Try it →
An identical copy of all the records is what the answer must contain.

[Stored data entries]

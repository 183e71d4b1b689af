use dotenvy::dotenv;
use lemmy_votes_bot::bot::run_bot;
use lemmy_votes_bot::config::Settings;
use regex::Regex;
use std::io::{self, Write};
use std::sync::Arc;
use tracing::{error, info};
use tracing_subscriber::{prelude::*, EnvFilter};

const DEFAULT_LOG_FILTER: &str = "lemmy_votes_bot=info,teloxide=warn,reqwest=warn,hyper=warn";
const DEBUG_LOG_FILTER: &str = "lemmy_votes_bot=debug,teloxide=info,reqwest=info,hyper=warn";

/// Regex patterns for redacting Telegram bot tokens
struct RedactionPatterns {
    token_url: Regex,
    token_bare: Regex,
    token_prefixed: Regex,
}

impl RedactionPatterns {
    /// Initialize all regex patterns
    ///
    /// # Errors
    ///
    /// Returns an error if any regex pattern is invalid
    fn new() -> Result<Self, regex::Error> {
        Ok(Self {
            token_url: Regex::new(r"(https?://[^/]+/bot)([0-9]+:[A-Za-z0-9_-]+)(/['\s]*)")?,
            token_bare: Regex::new(r"([0-9]{8,10}:[A-Za-z0-9_-]{35})")?,
            token_prefixed: Regex::new(r"(bot[0-9]{8,10}:)[A-Za-z0-9_-]+")?,
        })
    }

    fn redact(&self, input: &str) -> String {
        let output = self
            .token_url
            .replace_all(input, "$1[TELEGRAM_TOKEN]$3")
            .to_string();
        let output = self
            .token_bare
            .replace_all(&output, "[TELEGRAM_TOKEN]")
            .to_string();
        self.token_prefixed
            .replace_all(&output, "$1[TELEGRAM_TOKEN]")
            .to_string()
    }
}

struct RedactingWriter<W: Write> {
    inner: W,
    patterns: Arc<RedactionPatterns>,
}

impl<W: Write> RedactingWriter<W> {
    const fn new(inner: W, patterns: Arc<RedactionPatterns>) -> Self {
        Self { inner, patterns }
    }
}

impl<W: Write> Write for RedactingWriter<W> {
    fn write(&mut self, buf: &[u8]) -> io::Result<usize> {
        let s = String::from_utf8_lossy(buf);
        let redacted = self.patterns.redact(&s);
        self.inner.write_all(redacted.as_bytes())?;
        // Report the original length; the redacted text may differ in size.
        Ok(buf.len())
    }

    fn flush(&mut self) -> io::Result<()> {
        self.inner.flush()
    }
}

struct RedactingMakeWriter<F> {
    make_inner: F,
    patterns: Arc<RedactionPatterns>,
}

impl<F> RedactingMakeWriter<F> {
    const fn new(make_inner: F, patterns: Arc<RedactionPatterns>) -> Self {
        Self {
            make_inner,
            patterns,
        }
    }
}

impl<'a, F, W> tracing_subscriber::fmt::MakeWriter<'a> for RedactingMakeWriter<F>
where
    F: Fn() -> W + 'static,
    W: Write,
{
    type Writer = RedactingWriter<W>;

    fn make_writer(&'a self) -> Self::Writer {
        RedactingWriter::new((self.make_inner)(), self.patterns.clone())
    }
}

#[tokio::main]
async fn main() -> Result<(), Box<dyn std::error::Error>> {
    // Load .env file
    dotenv().ok();

    // Initialize redaction patterns early (before logging)
    let patterns = Arc::new(RedactionPatterns::new().map_err(|e| {
        eprintln!("Failed to compile regex patterns: {e}");
        e
    })?);

    init_logging(patterns);

    info!("Starting Lemmy votes bot...");

    let settings = init_settings();
    run_bot(settings).await;

    Ok(())
}

fn init_logging(patterns: Arc<RedactionPatterns>) {
    let make_writer = RedactingMakeWriter::new(io::stderr, patterns);
    let debug_mode = std::env::var("DEBUG_MODE")
        .is_ok_and(|v| matches!(v.to_ascii_lowercase().as_str(), "1" | "true" | "yes"));
    let fallback = if debug_mode {
        DEBUG_LOG_FILTER
    } else {
        DEFAULT_LOG_FILTER
    };
    let filter = EnvFilter::try_from_default_env().unwrap_or_else(|_| EnvFilter::new(fallback));

    tracing_subscriber::registry()
        .with(filter)
        .with(tracing_subscriber::fmt::layer().with_writer(make_writer))
        .init();
}

fn init_settings() -> Arc<Settings> {
    match Settings::new() {
        Ok(s) => {
            info!(
                backend = %s.backend_url,
                nav_timeout_secs = s.nav_timeout_secs,
                "Configuration loaded successfully."
            );
            Arc::new(s)
        }
        Err(e) => {
            error!("Failed to load configuration: {}", e);
            std::process::exit(1);
        }
    }
}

Solution to this problem →
repository 183e71d4b1b689af
use dotenvy::dotenv;
use lemmy_votes_bot::bot::run_bot;
use lemmy_votes_bot::config::Settings;
use regex::Regex;
use std::io::{self, Write};
use std::sync::Arc;
use tracing::{error, info};
use tracing_subscriber::{prelude::*, EnvFilter};

const DEFAULT_LOG_FILTER: &str = "lemmy_votes_bot=info,teloxide=warn,reqwest=warn,hyper=warn";
const DEBUG_LOG_FILTER: &str = "lemmy_votes_bot=debug,teloxide=info,reqwest=info,hyper=warn";

/// Regex patterns for redacting Telegram bot tokens
struct RedactionPatterns {
    token_url: Regex,
    token_bare: Regex,
    token_prefixed: Regex,
}

impl RedactionPatterns {
    /// Initialize all regex patterns
    ///
    /// # Errors
    ///
    /// Returns an error if any regex pattern is invalid
    fn new() -> Result<Self, regex::Error> {
        Ok(Self {
            token_url: Regex::new(r"(https?://[^/]+/bot)([0-9]+:[A-Za-z0-9_-]+)(/['\s]*)")?,
            token_bare: Regex::new(r"([0-9]{8,10}:[A-Za-z0-9_-]{35})")?,
            token_prefixed: Regex::new(r"(bot[0-9]{8,10}:)[A-Za-z0-9_-]+")?,
        })
    }

    fn redact(&self, input: &str) -> String {
        let output = self
            .token_url
            .replace_all(input, "$1[TELEGRAM_TOKEN]$3")
            .to_string();
        let output = self
            .token_bare
            .replace_all(&output, "[TELEGRAM_TOKEN]")
            .to_string();
        self.token_prefixed
            .replace_all(&output, "$1[TELEGRAM_TOKEN]")
            .to_string()
    }
}

struct RedactingWriter<W: Write> {
    inner: W,
    patterns: Arc<RedactionPatterns>,
}

impl<W: Write> RedactingWriter<W> {
    const fn new(inner: W, patterns: Arc<RedactionPatterns>) -> Self {
        Self { inner, patterns }
    }
}

impl<W: Write> Write for RedactingWriter<W> {
    fn write(&mut self, buf: &[u8]) -> io::Result<usize> {
        let s = String::from_utf8_lossy(buf);
        let redacted = self.patterns.redact(&s);
        self.inner.write_all(redacted.as_bytes())?;
        // Report the original length; the redacted text may differ in size.
        Ok(buf.len())
    }

    fn flush(&mut self) -> io::Result<()> {
        self.inner.flush()
    }
}

struct RedactingMakeWriter<F> {
    make_inner: F,
    patterns: Arc<RedactionPatterns>,
}

impl<F> RedactingMakeWriter<F> {
    const fn new(make_inner: F, patterns: Arc<RedactionPatterns>) -> Self {
        Self {
            make_inner,
            patterns,
        }
    }
}

impl<'a, F, W> tracing_subscriber::fmt::MakeWriter<'a> for RedactingMakeWriter<F>
where
    F: Fn() -> W + 'static,
    W: Write,
{
    type Writer = RedactingWriter<W>;

    fn make_writer(&'a self) -> Self::Writer {
        RedactingWriter::new((self.make_inner)(), self.patterns.clone())
    }
}

#[tokio::main]
async fn main() -> Result<(), Box<dyn std::error::Error>> {
    // Load .env file
    dotenv().ok();

    // Initialize redaction patterns early (before logging)
    let patterns = Arc::new(RedactionPatterns::new().map_err(|e| {
        eprintln!("Failed to compile regex patterns: {e}");
        e
    })?);

    init_logging(patterns);

    info!("Starting Lemmy votes bot...");

    let settings = init_settings();
    run_bot(settings).await;

    Ok(())
}

fn init_logging(patterns: Arc<RedactionPatterns>) {
    let make_writer = RedactingMakeWriter::new(io::stderr, patterns);
    let debug_mode = std::env::var("DEBUG_MODE")
        .is_ok_and(|v| matches!(v.to_ascii_lowercase().as_str(), "1" | "true" | "yes"));
    let fallback = if debug_mode {
        DEBUG_LOG_FILTER
    } else {
        DEFAULT_LOG_FILTER
    };
    let filter = EnvFilter::try_from_default_env().unwrap_or_else(|_| EnvFilter::new(fallback));

    tracing_subscriber::registry()
        .with(filter)
        .with(tracing_subscriber::fmt::layer().with_writer(make_writer))
        .init();
}

fn init_settings() -> Arc<Settings> {
    match Settings::new() {
        Ok(s) => {
            info!(
                backend = %s.backend_url,
                nav_timeout_secs = s.nav_timeout_secs,
                "Configuration loaded successfully."
            );
            Arc::new(s)
        }
        Err(e) => {
            error!("Failed to load configuration: {}", e);
            std::process::exit(1);
        }
    }
}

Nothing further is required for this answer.